What’s the Rhubarb?

It has been decades since I’ve had any dish with rhubarb. Does this make me a bad person?

My general perception of the plant is that it’s high maintenance. Technically a vegetable, it’s treated like a fruit, added to various desserts and other sweetened concoctions. But unlike many fruits and veggies, it’s almost inedible in its raw state. It has to be broken down by some form of heat, and then have spices, typically sugar, added in order to lessen the inherent tartness of the stalk.

The other thing that everyone seems to know about rhubarb is that the leaves of the plant are poisonous, which is true. All parts of the rhubarb, including the stalks (also known as the petioles), contain the oxalatic acid which gives people the heebie jeebies. It’s also why I’ve always found the plant to be so interesting…so macabre.

But how poisonous is it? For a person about 145 pounds, 25 grams of pure oxalic acid are required to cause death. Rhubarb leaves are around 0.5% oxalic acid, so that that 145 lb person will need to eat around 11 lbs. of rhubarb leaves in order to get 25 grams of oxalic acid. However, excessive ingestion of leaves, even if they do not cause death, will make a person very, very sick.

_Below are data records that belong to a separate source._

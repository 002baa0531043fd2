//! Job lifecycle control -- status polling, artifact retrieval, cancellation,
//! and shutdown coordination.

use std::sync::atomic::Ordering;

use crate::error::{Error, JobError, Result};
use crate::registry::{ArtifactHandle, CancelOutcome};
use crate::types::{Event, JobId, JobStatus, TrackMetadata};

use super::AlbumDownloader;

impl AlbumDownloader {
    /// Snapshot a job's progress
    ///
    /// # Errors
    ///
    /// Returns a not-found error for unknown (or already retrieved/evicted)
    /// job ids.
    pub async fn job_status(&self, id: JobId) -> Result<JobStatus> {
        self.registry
            .snapshot(id)
            .await
            .ok_or(Error::Job(JobError::NotFound { id }))
    }

    /// Hand out a finished job's artifact, evicting the registry entry.
    ///
    /// The caller takes ownership of the file at the returned path and is
    /// responsible for deleting it after delivery. A second call for the same
    /// id observes the eviction and reports not-found.
    ///
    /// # Errors
    ///
    /// Not-found for unknown ids; not-ready while the job is still running or
    /// after it failed.
    pub async fn take_artifact(&self, id: JobId) -> Result<ArtifactHandle> {
        let artifact = self.registry.take_artifact(id).await?;
        tracing::info!(
            job_id = %id,
            path = %artifact.path.display(),
            "Artifact handed out, job entry evicted"
        );
        Ok(artifact)
    }

    /// Cancel a running job, or discard a finished one.
    ///
    /// Cancellation is observed by the job between tracks; the entry then
    /// records the failed phase and stays pollable until swept or discarded.
    /// Discarding a finished job removes its entry and deletes any
    /// undelivered artifact.
    ///
    /// # Errors
    ///
    /// Returns a not-found error for unknown job ids.
    pub async fn cancel_job(&self, id: JobId) -> Result<CancelOutcome> {
        match self.registry.cancel(id).await {
            Some(outcome) => {
                tracing::info!(job_id = %id, ?outcome, "Cancel requested");
                Ok(outcome)
            }
            None => Err(Error::Job(JobError::NotFound { id })),
        }
    }

    /// Probe a source locator for track metadata without downloading audio
    pub async fn probe_metadata(&self, locator: &str) -> Result<TrackMetadata> {
        self.fetcher.probe(locator).await
    }

    /// Gracefully shut down: stop accepting submissions, cancel all running
    /// jobs, and wait for their tasks to finish their cleanup paths.
    pub async fn shutdown(&self) -> Result<()> {
        tracing::info!("Shutting down album downloader");
        self.accepting_new.store(false, Ordering::SeqCst);
        self.event_tx.send(Event::Shutdown).ok();

        self.registry.cancel_all().await;
        let handles = self.registry.drain_handles().await;
        for result in futures::future::join_all(handles).await {
            if let Err(e) = result {
                tracing::warn!(error = %e, "Job task ended abnormally during shutdown");
            }
        }

        tracing::info!("Album downloader shut down");
        Ok(())
    }
}
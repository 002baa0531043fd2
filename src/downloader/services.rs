//! Background service starters -- the job registry sweeper.

use std::time::Duration;

use super::AlbumDownloader;

impl AlbumDownloader {
    /// Start the registry sweeper background task.
    ///
    /// Periodically evicts finished jobs older than the configured TTL,
    /// deleting their undelivered artifacts, so abandoned polls do not leak
    /// entries and temp files forever. The task runs for the life of the
    /// process; shutdown does not need to join it.
    pub fn start_job_sweeper(&self) -> tokio::task::JoinHandle<()> {
        let registry = self.registry.clone();
        let ttl = Duration::from_secs(self.config.jobs.job_ttl_secs);
        let interval = Duration::from_secs(self.config.jobs.sweep_interval_secs);

        let handle = tokio::spawn(async move {
            let mut ticker = tokio::time::interval(interval);
            // The first tick fires immediately; skip it so a fresh start
            // does not race newly submitted jobs.
            ticker.tick().await;
            loop {
                ticker.tick().await;
                let removed = registry.sweep_expired(ttl).await;
                if removed > 0 {
                    tracing::info!(removed, "Registry sweep evicted expired jobs");
                }
            }
        });

        tracing::info!(
            ttl_secs = ttl.as_secs(),
            interval_secs = interval.as_secs(),
            "Job sweeper background task started"
        );

        handle
    }
}
//! OpenAPI document for the REST API.

use utoipa::OpenApi;

/// OpenAPI documentation for all album-dl routes
#[derive(OpenApi)]
#[openapi(
    info(
        title = "album-dl REST API",
        description = "Submit albums of externally sourced tracks, poll job progress, and retrieve packaged archives.",
        license(name = "MIT OR Apache-2.0")
    ),
    paths(
        crate::api::routes::submit_album,
        crate::api::routes::job_status,
        crate::api::routes::download_archive,
        crate::api::routes::cancel_job,
        crate::api::routes::probe_metadata,
        crate::api::routes::health_check,
        crate::api::routes::openapi_spec,
    ),
    components(schemas(
        crate::api::routes::SubmitAlbumRequest,
        crate::api::routes::SubmitAlbumResponse,
        crate::types::Album,
        crate::types::Track,
        crate::types::JobId,
        crate::types::JobPhase,
        crate::types::JobStatus,
        crate::types::TrackMetadata,
        crate::error::ApiError,
        crate::error::ErrorDetail,
    )),
    tags(
        (name = "albums", description = "Album job submission and polling"),
        (name = "system", description = "Metadata probing, health, and documentation")
    )
)]
pub struct ApiDoc;
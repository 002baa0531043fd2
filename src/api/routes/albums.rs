//! Album job handlers: submission, status polling, artifact retrieval,
//! cancellation.

use crate::api::AppState;
use crate::error::ApiError;
use crate::registry::CancelOutcome;
use crate::types::{Album, JobId};
use axum::{
    Json,
    body::Body,
    extract::{Path, State},
    http::{StatusCode, header},
    response::{IntoResponse, Response},
};
use serde::{Deserialize, Serialize};
use serde_json::json;
use tokio_util::io::ReaderStream;
use utoipa::ToSchema;

/// Request body for submitting an album
#[derive(Clone, Debug, Deserialize, ToSchema)]
pub struct SubmitAlbumRequest {
    /// The album to download
    pub album: Album,

    /// Audio quality, 0..=10 (higher is better); omitted means the server
    /// default
    #[serde(default)]
    pub quality: Option<u8>,
}

/// Response body for a successful submission
#[derive(Clone, Debug, Serialize, Deserialize, ToSchema)]
pub struct SubmitAlbumResponse {
    /// The allocated job identifier, used for all subsequent polling
    pub id: JobId,
}

/// Parse a path segment into a JobId, or produce the 400 response directly
fn parse_job_id(raw: &str) -> Result<JobId, Response> {
    raw.parse::<JobId>().map_err(|_| {
        (
            StatusCode::BAD_REQUEST,
            Json(ApiError::validation(format!("invalid job id: {raw}"))),
        )
            .into_response()
    })
}

/// POST /albums - Submit an album for download
#[utoipa::path(
    post,
    path = "/albums",
    tag = "albums",
    request_body = SubmitAlbumRequest,
    responses(
        (status = 202, description = "Job accepted and scheduled", body = SubmitAlbumResponse),
        (status = 400, description = "Malformed payload or invalid quality"),
        (status = 503, description = "Server is shutting down")
    )
)]
pub async fn submit_album(
    State(state): State<AppState>,
    Json(request): Json<SubmitAlbumRequest>,
) -> Response {
    match state
        .downloader
        .submit_album(request.album, request.quality)
        .await
    {
        Ok(id) => (
            StatusCode::ACCEPTED,
            Json(SubmitAlbumResponse { id }),
        )
            .into_response(),
        Err(e) => e.into_response(),
    }
}

/// GET /albums/:id - Poll a job's progress
#[utoipa::path(
    get,
    path = "/albums/{id}",
    tag = "albums",
    params(
        ("id" = String, Path, description = "Job identifier")
    ),
    responses(
        (status = 200, description = "Current job status", body = crate::types::JobStatus),
        (status = 400, description = "Malformed job id"),
        (status = 404, description = "Unknown job id")
    )
)]
pub async fn job_status(State(state): State<AppState>, Path(id): Path<String>) -> Response {
    let id = match parse_job_id(&id) {
        Ok(id) => id,
        Err(response) => return response,
    };

    match state.downloader.job_status(id).await {
        Ok(status) => (StatusCode::OK, Json(status)).into_response(),
        Err(e) => e.into_response(),
    }
}

/// GET /albums/:id/archive - Retrieve the packaged archive
///
/// Only valid once the job succeeded. Streams the ZIP, evicts the job entry,
/// and deletes the underlying temp file, so a second request observes 404.
#[utoipa::path(
    get,
    path = "/albums/{id}/archive",
    tag = "albums",
    params(
        ("id" = String, Path, description = "Job identifier")
    ),
    responses(
        (status = 200, description = "The packaged album archive", content_type = "application/zip"),
        (status = 400, description = "Job not finished successfully yet"),
        (status = 404, description = "Unknown job id")
    )
)]
pub async fn download_archive(State(state): State<AppState>, Path(id): Path<String>) -> Response {
    let id = match parse_job_id(&id) {
        Ok(id) => id,
        Err(response) => return response,
    };

    let artifact = match state.downloader.take_artifact(id).await {
        Ok(artifact) => artifact,
        Err(e) => return e.into_response(),
    };

    let file = match tokio::fs::File::open(&artifact.path).await {
        Ok(file) => file,
        Err(e) => {
            tracing::error!(
                job_id = %id,
                path = %artifact.path.display(),
                error = %e,
                "Artifact file missing at delivery time"
            );
            return (
                StatusCode::INTERNAL_SERVER_ERROR,
                Json(ApiError::internal("artifact file is missing")),
            )
                .into_response();
        }
    };

    // The entry is already evicted; delete the file now so nothing leaks.
    // The open handle keeps the stream alive on Unix; on platforms where the
    // delete fails while open, the sweeper-free temp dir is the fallback.
    if let Err(e) = tokio::fs::remove_file(&artifact.path).await {
        tracing::warn!(
            job_id = %id,
            path = %artifact.path.display(),
            error = %e,
            "Failed to delete delivered artifact"
        );
    }

    let body = Body::from_stream(ReaderStream::new(file));
    (
        [
            (header::CONTENT_TYPE, "application/zip".to_string()),
            (
                header::CONTENT_DISPOSITION,
                format!("attachment; filename=\"{}\"", artifact.filename),
            ),
        ],
        body,
    )
        .into_response()
}

/// DELETE /albums/:id - Cancel a running job or discard a finished one
#[utoipa::path(
    delete,
    path = "/albums/{id}",
    tag = "albums",
    params(
        ("id" = String, Path, description = "Job identifier")
    ),
    responses(
        (status = 200, description = "Cancellation signalled or entry discarded"),
        (status = 400, description = "Malformed job id"),
        (status = 404, description = "Unknown job id")
    )
)]
pub async fn cancel_job(State(state): State<AppState>, Path(id): Path<String>) -> Response {
    let id = match parse_job_id(&id) {
        Ok(id) => id,
        Err(response) => return response,
    };

    match state.downloader.cancel_job(id).await {
        Ok(outcome) => {
            let action = match outcome {
                CancelOutcome::Signalled => "cancelled",
                CancelOutcome::Discarded => "discarded",
            };
            (StatusCode::OK, Json(json!({"id": id, "action": action}))).into_response()
        }
        Err(e) => e.into_response(),
    }
}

Discovered over 2000 years ago and Chinese in origin, it has journeyed to the United States through the typical routes – trade with the West, where it was seen as a medicine for the great majority of its use and growth. It took the British to actually add it to our diet, and it is via the British that it ended up in the States and the pie on your plate.

The question now is what should I make for this ingredient? Pie is the obvious answer, and yes, I do plan on making at least one pie. But I’m thinking of other uses for it. It’s tartness could be used in a sauce for chicken, pork, or fish. Perhaps a soup. But it is primarily desserts that people associate with rhubarb. Perhaps I should simply stick with that.